■ **Task directions**
A line below contains "runners, registry, manager.", and a later one contains "and cleans terminal". Repeat both, with every line between them, exactly.

[Dataset entries]
//! Runtime events: types and broadcast bus.
//!
//! This module groups the event **data model** and the **bus** used to
//! publish/subscribe to runtime events emitted by the manager, registry,
//! task runners and subscriber workers.
//!
//! ## Contents
//! - [`EventKind`], [`Event`] event classification and payload metadata
//! - [`Bus`] broadcast fan-out plus the per-manager sequence stamping
//!
//! ## Quick reference
//! - **Publishers**: `Manager`, `Registry`, `Runner` (lifecycle), the bus
//!   pulse forwarder (`Written`), `SubscriberSet` workers (overflow/panic).
//! - **Consumers**: the manager's subscriber listener (fans out to
//!   `SubscriberSet`) and the registry's cleanup listener.
//!
//! See `core/mod.rs` for the system-level wiring diagram.

mod bus;
mod event;

pub use bus::Bus;
pub use event::{Event, EventKind};
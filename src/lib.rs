//! # ponder
//!
//! **Ponder** is a lightweight background-computation substrate.
//!
//! It runs long-lived "thinkers" — cooperative background bodies with
//! embedded state — on the Tokio pool, and lets any other context observe
//! their intermediate state through cheap copy-on-write snapshots, without
//! ever blocking the thinker against its observers. Thinkers can be
//! paused, resumed, and canceled cooperatively; progress escapes the task
//! only through throttled notifications.
//!
//! ## Features
//!
//! | Area             | Description                                                        | Key types / traits                  |
//! |------------------|--------------------------------------------------------------------|-------------------------------------|
//! | **Thinkers**     | Define pausable background computations over a state type.         | [`Thinker`], [`ThinkScope`], [`Outcome`] |
//! | **Snapshots**    | Consistent, immutable views of a mutating state value.             | [`SnapshotCell`], [`Snapshot`]      |
//! | **Observation**  | Query/control handles and debounced progress sinks.                | [`Present`], [`Watcher`]            |
//! | **Throttling**   | Bounded-frequency notification with guaranteed delivery.           | [`Throttler`]                       |
//! | **Supervision**  | Registry, submission, bulk pause/resume, teardown.                 | [`Manager`]                         |
//! | **Events**       | Lifecycle/progress bus for external consumers.                     | [`Event`], [`EventKind`], [`Subscribe`] |
//! | **Configuration**| Centralize runtime settings.                                       | [`Config`]                          |
//!
//! ## Optional features
//! - `logging`: exports a simple built-in [`LogWriter`] subscriber
//!   _(demo/reference only)_.
//!
//! ```no_run
//! use std::sync::Arc;
//! use std::time::Duration;
//! use ponder::{BoxThinkFuture, Config, Manager, Outcome, ThinkScope, Thinker};
//!
//! struct Counter {
//!     target: u64,
//! }
//!
//! impl Thinker for Counter {
//!     type Data = u64;
//!
//!     fn name(&self) -> &str {
//!         "counter"
//!     }
//!
//!     fn start(self: Arc<Self>, scope: ThinkScope<u64>) -> BoxThinkFuture {
//!         Box::pin(async move {
//!             while *scope.read() < self.target {
//!                 *scope.write() += 1;
//!                 if scope.was_pause_requested(Duration::ZERO).await {
//!                     return Ok(Outcome::Yielded);
//!                 }
//!             }
//!             Ok(Outcome::Done)
//!         })
//!     }
//! }
//!
//! #[tokio::main]
//! async fn main() {
//!     let manager = Manager::new(Config::default(), Vec::new());
//!
//!     let present = manager.run(Counter { target: 1_000_000 }, 0u64);
//!
//!     // Observe while it runs; snapshots never block the thinker.
//!     let partial = present.snapshot();
//!     println!("so far: {}", *partial);
//!
//!     present.wait_for_finished().await;
//!     assert_eq!(*present.snapshot(), 1_000_000);
//!
//!     manager.shutdown().await;
//! }
//! ```
//!
//! ---

mod config;
mod core;
mod error;
mod events;
mod present;
mod snapshot;
mod subscribers;
mod thinkers;
mod throttle;

// ---- Public re-exports ----

pub use crate::core::{Lifecycle, Manager, TaskId};
pub use config::Config;
pub use error::ThinkError;
pub use events::{Event, EventKind};
pub use present::{Present, Watcher};
pub use snapshot::{ReadGuard, Snapshot, SnapshotCell, WriteGuard};
pub use thinkers::{BoxThinkFuture, Outcome, ThinkScope, Thinker};
pub use throttle::Throttler;

pub use subscribers::Subscribe;

// Optional: expose a simple built-in logging subscriber (demo/reference).
// Enable with: `--features logging`
#[cfg(feature = "logging")]
pub use subscribers::LogWriter;

/// Submits a thinker to the process-global manager.
///
/// Convenience for applications with one manager; equivalent to
/// `Manager::global().run(thinker, data)`. Configurations that set
/// [`Config::explicit_manager`] make this a programming error.
pub fn run<T: Thinker>(thinker: T, data: T::Data) -> Present<T::Data> {
    Manager::global().run(thinker, data)
}
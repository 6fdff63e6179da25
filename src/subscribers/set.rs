//! # Non-blocking event fan-out to multiple subscribers.
//!
//! [`SubscriberSet`] distributes events to multiple subscribers
//! concurrently without blocking the publisher.
//!
//! ## Architecture
//! ```text
//! emit_arc(event)
//!     │
//!     ├──► [queue 1] ──► worker 1 ──► subscriber1.on_event()
//!     │    (bounded)         └──────► panic → SubscriberPanicked
//!     ├──► [queue 2] ──► worker 2 ──► subscriber2.on_event()
//!     │    (bounded)
//!     └──► [queue N] ──► worker N ──► subscriberN.on_event()
//!          (bounded)
//! ```
//!
//! ## Rules
//! - **No cross-subscriber ordering**: subscriber A may process event N
//!   while B processes N+5
//! - **Overflow**: the event is dropped for that subscriber only, and a
//!   `SubscriberOverflow` is published
//! - **Non-blocking**: `emit_arc()` returns immediately (uses `try_send`)
//! - **Isolation**: a slow or panicking subscriber doesn't affect others
//! - **Per-subscriber FIFO**: each subscriber sees events in order
//! - Workers end when the manager's runtime token is canceled
//!
//! ## Panic handling
//! Worker tasks use `catch_unwind` to isolate panics: the panic is caught,
//! converted to a `SubscriberPanicked` event, and the worker continues with
//! the next event. `AssertUnwindSafe` is used, which can leave a
//! subscriber's own shared state inconsistent if it panics while holding a
//! lock.

use std::sync::Arc;

use futures::FutureExt;
use tokio::sync::mpsc;
use tokio_util::sync::CancellationToken;

use crate::events::{Bus, Event};
use crate::subscribers::Subscribe;

/// Per-subscriber channel metadata.
struct SubscriberChannel {
    name: &'static str,
    sender: mpsc::Sender<Arc<Event>>,
}

/// Fan-out coordinator for multiple event subscribers.
///
/// Manages per-subscriber queues and worker tasks, providing concurrent
/// delivery, isolation, panic safety, and overflow reporting.
pub(crate) struct SubscriberSet {
    channels: Vec<SubscriberChannel>,
    bus: Bus,
}

impl SubscriberSet {
    /// Creates a new set and spawns one worker task per subscriber.
    ///
    /// ### Per-subscriber setup
    /// - Bounded `mpsc` queue (capacity from [`Subscribe::queue_capacity`],
    ///   clamped to >= 1)
    /// - Dedicated worker task, running until the queue closes or the
    ///   runtime token is canceled
    /// - Panic isolation via `catch_unwind`
    #[must_use]
    pub(crate) fn new(
        subs: Vec<Arc<dyn Subscribe>>,
        bus: Bus,
        token: &CancellationToken,
    ) -> Self {
        let mut channels = Vec::with_capacity(subs.len());

        for sub in subs {
            let cap = sub.queue_capacity().max(1);
            let name = sub.name();
            let (tx, mut rx) = mpsc::channel::<Arc<Event>>(cap);
            let bus_for_worker = bus.clone();
            let worker_token = token.child_token();

            tokio::spawn(async move {
                loop {
                    let ev = tokio::select! {
                        _ = worker_token.cancelled() => break,
                        ev = rx.recv() => match ev {
                            Some(ev) => ev,
                            None => break,
                        },
                    };

                    let fut = sub.on_event(ev.as_ref());
                    if let Err(panic_err) = std::panic::AssertUnwindSafe(fut).catch_unwind().await {
                        let info = {
                            let any = &*panic_err;
                            if let Some(msg) = any.downcast_ref::<&'static str>() {
                                (*msg).to_string()
                            } else if let Some(msg) = any.downcast_ref::<String>() {
                                msg.clone()
                            } else {
                                "unknown panic".to_string()
                            }
                        };
                        bus_for_worker
                            .publish(Event::subscriber_panicked(sub.name(), info, ev.as_ref()));
                    }
                }
            });

            channels.push(SubscriberChannel { name, sender: tx });
        }

        Self { channels, bus }
    }

    /// Emits a pre-allocated `Arc<Event>` to all subscribers.
    ///
    /// - Uses `try_send` (non-blocking)
    /// - On queue full: drops the event, publishes `SubscriberOverflow`
    /// - On queue closed: publishes `SubscriberOverflow` with reason
    ///   "closed"
    ///
    /// ### Overflow prevention
    /// If the **incoming** event is itself a subscriber fault
    /// (overflow/panic report), no further overflow diagnostics are
    /// published for it, preventing event storms.
    pub(crate) fn emit_arc(&self, event: Arc<Event>) {
        let is_fault_report = event.is_subscriber_fault();

        for channel in &self.channels {
            match channel.sender.try_send(Arc::clone(&event)) {
                Ok(()) => {}
                Err(mpsc::error::TrySendError::Full(dropped)) => {
                    if !is_fault_report {
                        self.bus.publish(Event::subscriber_overflow(
                            channel.name,
                            "full",
                            dropped.as_ref(),
                        ));
                    }
                }
                Err(mpsc::error::TrySendError::Closed(dropped)) => {
                    if !is_fault_report {
                        self.bus.publish(Event::subscriber_overflow(
                            channel.name,
                            "closed",
                            dropped.as_ref(),
                        ));
                    }
                }
            }
        }
    }
}
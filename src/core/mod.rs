//! Runtime core: lifecycle, runners, registry, manager.
//!
//! This module contains the embedded implementation of the ponder runtime.
//! The public API re-exported from here is [`Manager`] and [`TaskId`] (plus
//! [`Lifecycle`] for event consumers). Everything else is an internal
//! building block the manager wires together.
//!
//! ## Files & responsibilities
//! - **manager.rs**: public facade; owns the runtime (Bus, Registry, pulse
//!   Throttler, SubscriberSet wiring), submits thinkers, bulk pause/resume,
//!   teardown with the terminal-state assertion, global instance.
//! - **registry.rs**: id → handle map; listens to Bus and cleans terminal
//!   tasks out (join + `Removed` event).
//! - **runner.rs**: per-task state machine: control surface for observers,
//!   the cooperative poll for the body, watcher fan-out, and the drive loop
//!   executed on the pool.
//! - **lifecycle.rs**: the state enum and its tracked, watch-backed storage.
//!
//! ## Wiring (module-level flow)
//! ```text
//! Application code
//!   └─ implements Thinker, calls Manager::run(thinker, data) → Present
//!
//! Manager::run()
//!   ├─ Runner + SnapshotCell (cell's written hook → Runner::notify_written)
//!   ├─ tokio::spawn(drive(...))          ← the worker pool is the runtime
//!   └─ Registry.insert(id → handle)
//!
//! drive()  (per task, on the pool)
//! loop {
//!   body start()/resume() → Done | Yielded | Err(Stopped)
//!   resolve next state under the gate:
//!     Done    → Finished (Canceling wins: → Canceled)
//!     Yielded → Pausing → Paused → park until Resuming | Canceled
//!             → Canceling → Canceled
//! }
//!
//!                  ┌───────────────── Bus (broadcast) ─────────────────┐
//! Publishers:      │                                                   │
//!   Manager ─────► │ Written (throttled pulse)                         │
//!   Runner ──────► │ Queued / Thinking / Paused / Resumed /            │
//!                  │ Finished / Canceled                               │
//!   Registry ────► │ Removed                                           │
//!   SubscriberSet► │ SubscriberOverflow / SubscriberPanicked           │
//!                  └───────┬──────────────────────────┬────────────────┘
//!         subscriber listener → SubscriberSet    Registry listener
//!                                                 └─ join + Removed
//!
//! observers (any worker but the task's own)
//!   Present::snapshot/pause/resume/cancel/wait_for_finished
//!   Watcher::written (per-watcher Throttler) / finished (done channel)
//! ```
//!
//! ## Notes
//! - Event ordering is re-established from the sequence numbers the bus
//!   stamps at publish time (monotonic per manager).
//! - No lock is held across a body invocation or any `.await`.
//! - Every state transition wakes every waiter (watch channel semantics).

mod lifecycle;
mod manager;
mod registry;
pub(crate) mod runner;

pub use lifecycle::Lifecycle;
pub use manager::Manager;
pub use runner::TaskId;
//! # Error types returned by thinker bodies.
//!
//! This module defines [`ThinkError`] the error half of a thinker body's
//! result. A body normally reports [`Outcome`](crate::Outcome) (`Done` or
//! `Yielded`); `ThinkError` covers the two exits that are not ordinary
//! outcomes.
//!
//! Everything else that can go wrong in this crate is a *programming error*
//! (an illegal state transition, a control call from the task's own worker,
//! a re-entrant write guard) and fails fast with a source-located panic
//! rather than surfacing as a value.

use thiserror::Error;

/// # Errors produced by a thinker body.
///
/// Returned from `Thinker::start` / `Thinker::resume` futures; interpreted
/// at the body boundary by the runner.
#[non_exhaustive]
#[derive(Error, Debug)]
pub enum ThinkError {
    /// A pause or cancel request was observed through
    /// [`ThinkScope::check_stop`](crate::ThinkScope::check_stop) and the body
    /// bailed out with `?`.
    ///
    /// The runner treats this as a yield. A body that exits this way has
    /// unwound its working state, so resuming it afterwards is a
    /// programming error; such thinkers support pause→cancel but not
    /// pause→resume.
    #[error("stop observed; body unwound")]
    Stopped,

    /// `resume()` was invoked on a thinker that did not override it.
    ///
    /// This is the default implementation's result. The runner converts it
    /// into a fail-fast panic: pausing such a thinker is fine, but it must
    /// only ever be canceled afterwards, never resumed.
    #[error("thinker was not designed to be resumable")]
    NotResumable,
}

impl ThinkError {
    /// Returns a short stable label (snake_case) for use in logs/events.
    pub fn as_label(&self) -> &'static str {
        match self {
            ThinkError::Stopped => "think_stopped",
            ThinkError::NotResumable => "think_not_resumable",
        }
    }

    /// Indicates whether this error is the cooperative stop exit.
    pub fn is_stop(&self) -> bool {
        matches!(self, ThinkError::Stopped)
    }
}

■ **Solution to the problem**
//! Runtime core: lifecycle, runners, registry, manager.
//!
//! This module contains the embedded implementation of the ponder runtime.
//! The public API re-exported from here is [`Manager`] and [`TaskId`] (plus
//! [`Lifecycle`] for event consumers). Everything else is an internal
//! building block the manager wires together.
//!
//! ## Files & responsibilities
//! - **manager.rs**: public facade; owns the runtime (Bus, Registry, pulse
//!   Throttler, SubscriberSet wiring), submits thinkers, bulk pause/resume,
//!   teardown with the terminal-state assertion, global instance.
//! - **registry.rs**: id → handle map; listens to Bus and cleans terminal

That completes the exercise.